В одном из моих давних текстов есть такой фрагмент: «Я помню, в кухне полусонной вскипала мыльная вода. И синий ящик патефонный приоткрывался иногда. И под шипящие пластинки ушли блаженные года. И бледный пламень керосинки сокрыла мутная слюда». Вот она, наша послевоенная коммунальная кухня. Вот она, вечно коптящая керосинка с непременным слюдяным окошком. Вот кипящее в баке белье. Вот пестрые халаты соседок, виднеющиеся сквозь пьянящий котлетный дым.

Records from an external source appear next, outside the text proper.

//! Subject-tracking crop planning.
//!
//! Turns a source video and a target aspect ratio into a [`CropPlan`]:
//!
//! ```text
//! Aspect Planner ── no tracking needed ──► centered fixed plan
//!      │
//!      ▼ tracking needed
//! Trajectory Sampler  ← decoder frames at a stride + detector + scorer
//!      │
//!      ▼
//! Signal Smoother     ← moving average or recursive filter
//!      │
//!      ▼
//! Interpolator        ← one position per frame
//!      │
//!      ▼
//! Strategy Selector   ← fixed window or per-frame path
//! ```
//!
//! Whole-video analysis and clip extraction run the same pipeline; they
//! differ only in frame range and smoothing window. A failure at any stage
//! aborts the request and no partial plan is returned.

pub mod aspect;
pub mod boundary;
pub mod config;
pub mod interpolate;
pub mod models;
pub mod sampler;
pub mod scorer;
pub mod smoother;
pub mod strategy;


pub use config::{AnalysisScope, PlannerConfig, ScoringWeights, SmootherKind};
pub use models::{
    AspectDecision, CropPlan, CropPositions, DenseTrajectory, SparseTrajectory, TrajectorySample,
};
pub use smoother::Smoother;

use reframe_models::{AspectRatio, CropDataEntry, CropMode, Dimensions, FrameRange};
use tracing::info;

use crate::cancel::CancelSignal;
use crate::detector::SubjectDetector;
use crate::error::{MediaError, MediaResult};
use crate::frames::FrameSource;

use sampler::{SamplerOptions, TrajectorySampler};
use strategy::{centered_plan, centered_x, clamp_x, select_strategy};

/// Inputs for one planning pass.
#[derive(Debug, Clone)]
pub struct PlanRequest {
    /// Display dimensions of the source
    pub source: Dimensions,
    /// Frames the plan covers
    pub range: FrameRange,
    pub aspect: AspectRatio,
    pub scope: AnalysisScope,
    pub crop_mode: CropMode,
}

/// Everything a planning pass produced.
#[derive(Debug, Clone)]
pub struct PlanOutcome {
    /// Display dimensions of the source
    pub source: Dimensions,
    pub decision: AspectDecision,
    /// Smoothed samples, `None` when tracking was skipped
    pub smoothed: Option<SparseTrajectory>,
    pub dense: DenseTrajectory,
    pub plan: CropPlan,
}

impl PlanOutcome {
    /// Per-frame crop windows.
    pub fn crop_data(&self) -> Vec<CropDataEntry> {
        let crop = self.decision.crop;
        self.dense
            .positions
            .iter()
            .enumerate()
            .map(|(i, x)| CropDataEntry {
                frame: self.dense.start_frame + i as u64,
                x: clamp_x(*x, self.source.width, crop.width),
                y: self.plan.y(),
                width: crop.width,
                height: crop.height,
                center_x: x + crop.width as f64 / 2.0,
            })
            .collect()
    }

    /// Window centers at the sampled frames after smoothing.
    pub fn smoothed_centers(&self) -> Vec<f64> {
        let half = self.decision.crop.width as f64 / 2.0;
        self.smoothed
            .as_ref()
            .map(|s| s.samples().iter().map(|sample| sample.x + half).collect())
            .unwrap_or_default()
    }
}

/// Crop planner. Holds configuration only; every call owns its own
/// trajectories.
#[derive(Debug, Clone, Default)]
pub struct CropPlanner {
    config: PlannerConfig,
}

impl CropPlanner {
    pub fn new(config: PlannerConfig) -> Self {
        Self { config }
    }

    pub fn config(&self) -> &PlannerConfig {
        &self.config
    }

    /// Crop dimensions and tracking decision for a source.
    pub fn decide(&self, source: Dimensions, aspect: AspectRatio) -> MediaResult<AspectDecision> {
        aspect::plan_aspect(source, aspect, self.config.aspect_tolerance)
    }

    /// Run the full pipeline for `request`.
    ///
    /// `open_frames` is called with the sampling stride only when tracking
    /// is needed, so sources that already fit never start a decoder.
    pub async fn plan<F>(
        &self,
        request: &PlanRequest,
        detector: &dyn SubjectDetector,
        open_frames: F,
        per_frame_supported: bool,
        cancel: &CancelSignal,
    ) -> MediaResult<PlanOutcome>
    where
        F: FnOnce(u64) -> MediaResult<Box<dyn FrameSource>>,
    {
        cancel.check()?;
        if request.range.is_empty() {
            return Err(MediaError::invalid_request(format!(
                "frame range {}..{} is empty",
                request.range.start, request.range.end
            )));
        }

        info!("Step 1/4: Planning crop dimensions...");
        let decision = self.decide(request.source, request.aspect)?;
        info!(
            "  {} -> {} (track_subject: {})",
            request.source, decision.crop, decision.track_subject
        );

        if !decision.track_subject {
            info!("  Tracking not needed, using centered window");
            let x = centered_x(request.source.width, decision.crop.width);
            let dense = DenseTrajectory::constant(
                request.range.start,
                request.range.len() as usize,
                x as f64,
            );
            let plan = centered_plan(decision, request.source, request.crop_mode);
            return Ok(PlanOutcome {
                source: request.source,
                decision,
                smoothed: None,
                dense,
                plan,
            });
        }

        let stride = self.config.stride();
        info!(
            "Step 2/4: Sampling frames {}..{} every {} frames...",
            request.range.start, request.range.end, stride
        );
        let mut frames = open_frames(stride)?;
        let sampler = TrajectorySampler::new(
            detector,
            request.source,
            decision.crop.width,
            self.config.scoring,
            SamplerOptions {
                stride,
                concurrency: self.config.detect_concurrency,
                timeout: self.config.sampling_timeout,
            },
        )
        .with_cancel(cancel.clone());
        let sparse = sampler.sample(frames.as_mut(), request.range).await?;
        drop(frames);

        let smoother = Smoother::from_config(&self.config, request.scope);
        info!("Step 3/4: Smoothing {} samples ({:?})...", sparse.len(), smoother);
        let values = smoother.apply(&sparse.values());
        let smoothed = sparse.with_values(values)?;
        let dense = interpolate::interpolate(&smoothed, request.range)?;

        cancel.check()?;
        info!("Step 4/4: Selecting render strategy...");
        let plan = select_strategy(
            decision,
            request.source,
            &dense,
            request.crop_mode,
            per_frame_supported,
        )?;

        Ok(PlanOutcome {
            source: request.source,
            decision,
            smoothed: Some(smoothed),
            dense,
            plan,
        })
    }
}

По радио – «передовая статья и краткий обзор газеты «Правда». А в нашей комнате стоит отец в полосатой пижаме и расставляет на столе четыре довоенные рюмочки синего стекла. Скоро придут гости-соседи – одноногий баянист дядя Коля, бывший танкист Леня с располовиненной бутылкой «Московской особой» в единственной руке и бывшая связистка Зинаида Ивановна, шумная и громоздкая женщина с металлическими зубами. Эти люди – фронтовики.
Скоро они разольют по рюмкам то, что в бутылке. Выпьют в полном молчании «за тех, кто не вернулся». Затем торопливо закусят тонко нарезанным огурцом и разойдутся по своим насущным делам. Это девятое мая, день Победы пятьдесят третьего года, рабочий, между прочим, день. В то время это был настоящий праздник.
А на табуретке в углу комнаты стоит «синий ящик патефонный», и крутятся на нем «шипящие пластинки» с неторопливой, но надежной скоростью семьдесят восемь оборотов в минуту. «У меня-а есть се-эрце, а на се-эрце пе-есня, а у песни та-айна…»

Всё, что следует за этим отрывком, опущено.